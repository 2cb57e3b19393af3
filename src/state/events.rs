//! Event handlers of the record state chart.
//!
//! Handlers are pure: given a state and an event they return the effects the
//! owning model must apply. Lookup starts at the current state and walks the
//! parent chain; an event no ancestor handles is a programmer error.

use super::chart::{DirtyType, RecordState};
use serde::{Deserialize, Serialize};

/// Context of an attribute write.
#[derive(Clone, Debug, PartialEq)]
pub struct PropertyChange {
    pub name: String,
    /// Value visible before the write.
    pub old_value: Option<serde_json::Value>,
    /// Last confirmed (or in-flight) value.
    pub original_value: Option<serde_json::Value>,
    pub value: serde_json::Value,
}

/// Events sent into a record's current state.
#[derive(Clone, Debug, PartialEq)]
pub enum RecordEvent {
    LoadingData,
    LoadedData,
    PushedData,
    BecomeDirty,
    DidSetProperty(PropertyChange),
    PropertyWasReset(String),
    DeleteRecord,
    WillCommit,
    DidCommit,
    BecameInvalid,
    BecameValid,
    BecameError,
    RolledBack,
    NotFound,
    UnloadRecord,
    ReloadRecord,
    InvokeLifecycleCallbacks(DirtyType),
}

impl RecordEvent {
    pub fn name(&self) -> &'static str {
        match self {
            RecordEvent::LoadingData => "loadingData",
            RecordEvent::LoadedData => "loadedData",
            RecordEvent::PushedData => "pushedData",
            RecordEvent::BecomeDirty => "becomeDirty",
            RecordEvent::DidSetProperty(_) => "didSetProperty",
            RecordEvent::PropertyWasReset(_) => "propertyWasReset",
            RecordEvent::DeleteRecord => "deleteRecord",
            RecordEvent::WillCommit => "willCommit",
            RecordEvent::DidCommit => "didCommit",
            RecordEvent::BecameInvalid => "becameInvalid",
            RecordEvent::BecameValid => "becameValid",
            RecordEvent::BecameError => "becameError",
            RecordEvent::RolledBack => "rolledBack",
            RecordEvent::NotFound => "notFound",
            RecordEvent::UnloadRecord => "unloadRecord",
            RecordEvent::ReloadRecord => "reloadRecord",
            RecordEvent::InvokeLifecycleCallbacks(_) => "invokeLifecycleCallbacks",
        }
    }
}

/// Lifecycle callbacks delivered after the current run loop turn.
#[derive(Clone, Copy, Debug, PartialEq, Eq, Hash, Serialize, Deserialize)]
#[serde(rename_all = "snake_case")]
pub enum LifecycleEvent {
    Ready,
    DidLoad,
    DidCreate,
    DidUpdate,
    DidDelete,
    DidCommit,
    BecameInvalid,
    BecameError,
}

/// Side effects requested by a handler or hook.
#[derive(Clone, Debug, PartialEq)]
pub enum Effect {
    TransitionTo(&'static str),
    /// Only transition when the model has no pending local edits.
    TransitionIfClean(&'static str),
    Send(RecordEvent),
    /// Only send when the model has no pending local edits.
    SendIfClean(RecordEvent),
    /// Only send when the model has pending local edits.
    SendIfDirty(RecordEvent),
    TriggerLater(LifecycleEvent),
    DeleteAttribute(String),
    UpdateChangedAttributes,
    UpdateRecordArrays,
    ClearRelationships,
    DisconnectRelationships,
    ReconnectRelationships,
    ClearErrorMessages,
    RemoveErrorMessage(String),
    ClearError,
    ClearLoadingTicket,
    Dematerialize,
    Reload,
    /// Refuse the event with an invalid-operation error.
    Reject(&'static str),
}

use Effect::*;
use RecordState::*;

fn did_set_property(change: &PropertyChange) -> Vec<Effect> {
    let mut effects = Vec::new();
    if change.original_value.as_ref() == Some(&change.value) {
        effects.push(DeleteAttribute(change.name.clone()));
        effects.push(Send(RecordEvent::PropertyWasReset(change.name.clone())));
    } else if change.old_value.as_ref() != Some(&change.value) {
        effects.push(Send(RecordEvent::BecomeDirty));
    }
    effects.push(UpdateRecordArrays);
    effects
}

fn invalid_did_set_property(change: &PropertyChange) -> Vec<Effect> {
    let mut effects = vec![RemoveErrorMessage(change.name.clone())];
    effects.extend(did_set_property(change));
    effects
}

fn lifecycle_callbacks(dirty_type: DirtyType) -> Vec<Effect> {
    let first = match dirty_type {
        DirtyType::Created => LifecycleEvent::DidCreate,
        _ => LifecycleEvent::DidUpdate,
    };
    vec![TriggerLater(first), TriggerLater(LifecycleEvent::DidCommit)]
}

const UNLOAD_IN_FLIGHT: &str = "You can only unload a record which is not inFlight";

/// Handler declared directly on `state` for `event`, without inheritance.
fn local_handler(state: RecordState, event: &RecordEvent) -> Option<Vec<Effect>> {
    use RecordEvent as E;
    let effects = match (state, event) {
        // root
        (Root, E::RolledBack) => vec![],
        (Root, E::PropertyWasReset(_)) => vec![],
        (Root, E::UnloadRecord) => vec![ClearRelationships, TransitionTo("deleted.saved")],
        (Root, E::InvokeLifecycleCallbacks(dirty)) => lifecycle_callbacks(*dirty),

        // empty
        (Empty, E::LoadingData) => vec![TransitionTo("loading")],
        (Empty, E::LoadedData) => vec![
            TransitionTo("loaded.created.uncommitted"),
            TriggerLater(LifecycleEvent::Ready),
        ],
        (Empty, E::PushedData) => vec![
            TransitionTo("loaded.saved"),
            TriggerLater(LifecycleEvent::DidLoad),
            TriggerLater(LifecycleEvent::Ready),
        ],

        // loading
        (Loading, E::PushedData) => vec![
            TransitionTo("loaded.saved"),
            TriggerLater(LifecycleEvent::DidLoad),
            TriggerLater(LifecycleEvent::Ready),
            ClearError,
        ],
        (Loading, E::BecameError) => vec![TriggerLater(LifecycleEvent::BecameError)],
        (Loading, E::NotFound) => vec![TransitionTo("empty")],

        // loaded
        (Loaded, E::LoadingData) => vec![],

        // loaded.saved
        (LoadedSaved, E::DidSetProperty(change)) => did_set_property(change),
        (LoadedSaved, E::PushedData) => vec![],
        (LoadedSaved, E::BecomeDirty) => vec![TransitionTo("updated.uncommitted")],
        (LoadedSaved, E::WillCommit) => vec![TransitionTo("updated.inFlight")],
        (LoadedSaved, E::ReloadRecord) => vec![Reload],
        (LoadedSaved, E::DeleteRecord) => {
            vec![TransitionTo("deleted.uncommitted"), DisconnectRelationships]
        }
        (LoadedSaved, E::UnloadRecord) => vec![ClearRelationships, TransitionTo("deleted.saved")],
        (LoadedSaved, E::DidCommit) => vec![Send(E::InvokeLifecycleCallbacks(DirtyType::Updated))],
        (LoadedSaved, E::NotFound) => vec![],

        // created/updated overrides
        (CreatedUncommitted, E::PushedData) => vec![
            TransitionTo("loaded.updated.uncommitted"),
            TriggerLater(LifecycleEvent::DidLoad),
        ],
        (CreatedUncommitted, E::RolledBack) => vec![TransitionTo("deleted.saved")],
        (CreatedUncommitted, E::DeleteRecord) => {
            vec![ClearRelationships, TransitionTo("deleted.saved")]
        }
        (UpdatedUncommitted, E::DeleteRecord) => {
            vec![TransitionTo("deleted.uncommitted"), DisconnectRelationships]
        }
        (CreatedInvalid, E::RolledBack) => vec![ClearErrorMessages, TransitionTo("deleted.saved")],

        // dirty template: uncommitted
        (CreatedUncommitted | UpdatedUncommitted, E::DidSetProperty(change)) => {
            did_set_property(change)
        }
        (CreatedUncommitted | UpdatedUncommitted, E::LoadingData) => vec![],
        (CreatedUncommitted | UpdatedUncommitted, E::PropertyWasReset(_)) => {
            vec![SendIfClean(E::RolledBack)]
        }
        (CreatedUncommitted | UpdatedUncommitted, E::PushedData) => {
            vec![UpdateChangedAttributes, TransitionIfClean("loaded.saved")]
        }
        (CreatedUncommitted | UpdatedUncommitted, E::BecomeDirty) => vec![],
        (CreatedUncommitted | UpdatedUncommitted, E::WillCommit) => vec![TransitionTo("inFlight")],
        (CreatedUncommitted | UpdatedUncommitted, E::ReloadRecord) => vec![Reload],
        (CreatedUncommitted | UpdatedUncommitted, E::RolledBack) => {
            vec![TransitionTo("loaded.saved")]
        }
        (CreatedUncommitted | UpdatedUncommitted, E::BecameInvalid) => {
            vec![TransitionTo("invalid")]
        }

        // dirty template: inFlight
        (CreatedInFlight | UpdatedInFlight, E::DidSetProperty(change)) => did_set_property(change),
        (CreatedInFlight | UpdatedInFlight, E::BecomeDirty) => vec![],
        (CreatedInFlight | UpdatedInFlight, E::PushedData) => vec![],
        (CreatedInFlight | UpdatedInFlight, E::UnloadRecord) => vec![Reject(UNLOAD_IN_FLIGHT)],
        (CreatedInFlight | UpdatedInFlight, E::WillCommit) => vec![],
        (CreatedInFlight, E::DidCommit) => vec![
            TransitionTo("saved"),
            Send(E::InvokeLifecycleCallbacks(DirtyType::Created)),
        ],
        (UpdatedInFlight, E::DidCommit) => vec![
            TransitionTo("saved"),
            Send(E::InvokeLifecycleCallbacks(DirtyType::Updated)),
        ],
        (CreatedInFlight, E::BecameInvalid) => vec![
            TransitionTo("invalid"),
            Send(E::InvokeLifecycleCallbacks(DirtyType::Created)),
        ],
        (UpdatedInFlight, E::BecameInvalid) => vec![
            TransitionTo("invalid"),
            Send(E::InvokeLifecycleCallbacks(DirtyType::Updated)),
        ],
        (CreatedInFlight | UpdatedInFlight, E::BecameError) => vec![
            TransitionTo("uncommitted"),
            TriggerLater(LifecycleEvent::BecameError),
        ],

        // dirty template: invalid
        (CreatedInvalid | UpdatedInvalid, E::DeleteRecord) => {
            vec![TransitionTo("deleted.uncommitted"), DisconnectRelationships]
        }
        (CreatedInvalid | UpdatedInvalid, E::DidSetProperty(change)) => {
            invalid_did_set_property(change)
        }
        (CreatedInvalid | UpdatedInvalid, E::BecameInvalid) => vec![],
        (CreatedInvalid | UpdatedInvalid, E::BecomeDirty) => vec![],
        (CreatedInvalid | UpdatedInvalid, E::PushedData) => vec![],
        (CreatedInvalid | UpdatedInvalid, E::WillCommit) => {
            vec![ClearErrorMessages, TransitionTo("inFlight")]
        }
        (CreatedInvalid | UpdatedInvalid, E::RolledBack) => vec![
            ClearErrorMessages,
            TransitionTo("loaded.saved"),
            TriggerLater(LifecycleEvent::Ready),
        ],
        (CreatedInvalid | UpdatedInvalid, E::BecameValid) => vec![TransitionTo("uncommitted")],
        (CreatedInvalid | UpdatedInvalid, E::InvokeLifecycleCallbacks(_)) => {
            vec![TriggerLater(LifecycleEvent::BecameInvalid)]
        }

        // deleted.uncommitted
        (DeletedUncommitted, E::WillCommit) => vec![TransitionTo("inFlight")],
        (DeletedUncommitted, E::BecomeDirty) => vec![],
        (DeletedUncommitted, E::DeleteRecord) => vec![],
        (DeletedUncommitted, E::RolledBack) => vec![
            TransitionTo("loaded.saved"),
            TriggerLater(LifecycleEvent::Ready),
            ReconnectRelationships,
            UpdateRecordArrays,
        ],

        // deleted.inFlight
        (DeletedInFlight, E::UnloadRecord) => vec![Reject(UNLOAD_IN_FLIGHT)],
        (DeletedInFlight, E::WillCommit) => vec![],
        (DeletedInFlight, E::DidCommit) => vec![
            TransitionTo("saved"),
            Send(E::InvokeLifecycleCallbacks(DirtyType::Deleted)),
        ],
        (DeletedInFlight, E::BecameError) => vec![
            TransitionTo("uncommitted"),
            TriggerLater(LifecycleEvent::BecameError),
        ],
        (DeletedInFlight, E::BecameInvalid) => vec![
            TransitionTo("invalid"),
            TriggerLater(LifecycleEvent::BecameInvalid),
        ],

        // deleted.saved
        (DeletedSaved, E::InvokeLifecycleCallbacks(_)) => vec![
            TriggerLater(LifecycleEvent::DidDelete),
            TriggerLater(LifecycleEvent::DidCommit),
        ],
        (DeletedSaved, E::WillCommit) => vec![],
        (DeletedSaved, E::DidCommit) => vec![],

        // deleted.invalid
        (DeletedInvalid, E::DidSetProperty(change)) => invalid_did_set_property(change),
        (DeletedInvalid, E::DeleteRecord) => vec![],
        (DeletedInvalid, E::BecomeDirty) => vec![],
        (DeletedInvalid, E::WillCommit) => vec![],
        (DeletedInvalid, E::RolledBack) => vec![
            ClearErrorMessages,
            TransitionTo("loaded.saved"),
            TriggerLater(LifecycleEvent::Ready),
            ReconnectRelationships,
            UpdateRecordArrays,
        ],
        (DeletedInvalid, E::BecameValid) => vec![TransitionTo("uncommitted")],

        _ => return None,
    };
    Some(effects)
}

/// Find the handler for `event`, starting at `state` and walking up.
pub fn dispatch(state: RecordState, event: &RecordEvent) -> Option<Vec<Effect>> {
    state.ancestors().find_map(|s| local_handler(s, event))
}

/// Effects run when `state` is exited.
pub fn exit_effects(state: RecordState) -> Vec<Effect> {
    match state {
        Loading => vec![ClearLoadingTicket],
        _ => vec![],
    }
}

/// Effects run after every entered node has been entered.
pub fn setup_effects(state: RecordState) -> Vec<Effect> {
    match state {
        LoadedSaved => vec![SendIfDirty(RecordEvent::BecomeDirty)],
        Deleted => vec![UpdateRecordArrays],
        DeletedSaved => vec![ClearRelationships, Dematerialize],
        _ => vec![],
    }
}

──────────

» Problem requirements
In the listing above, how many lines hold the word "NotFound"? Please state the number alone.

» Reply to the task
4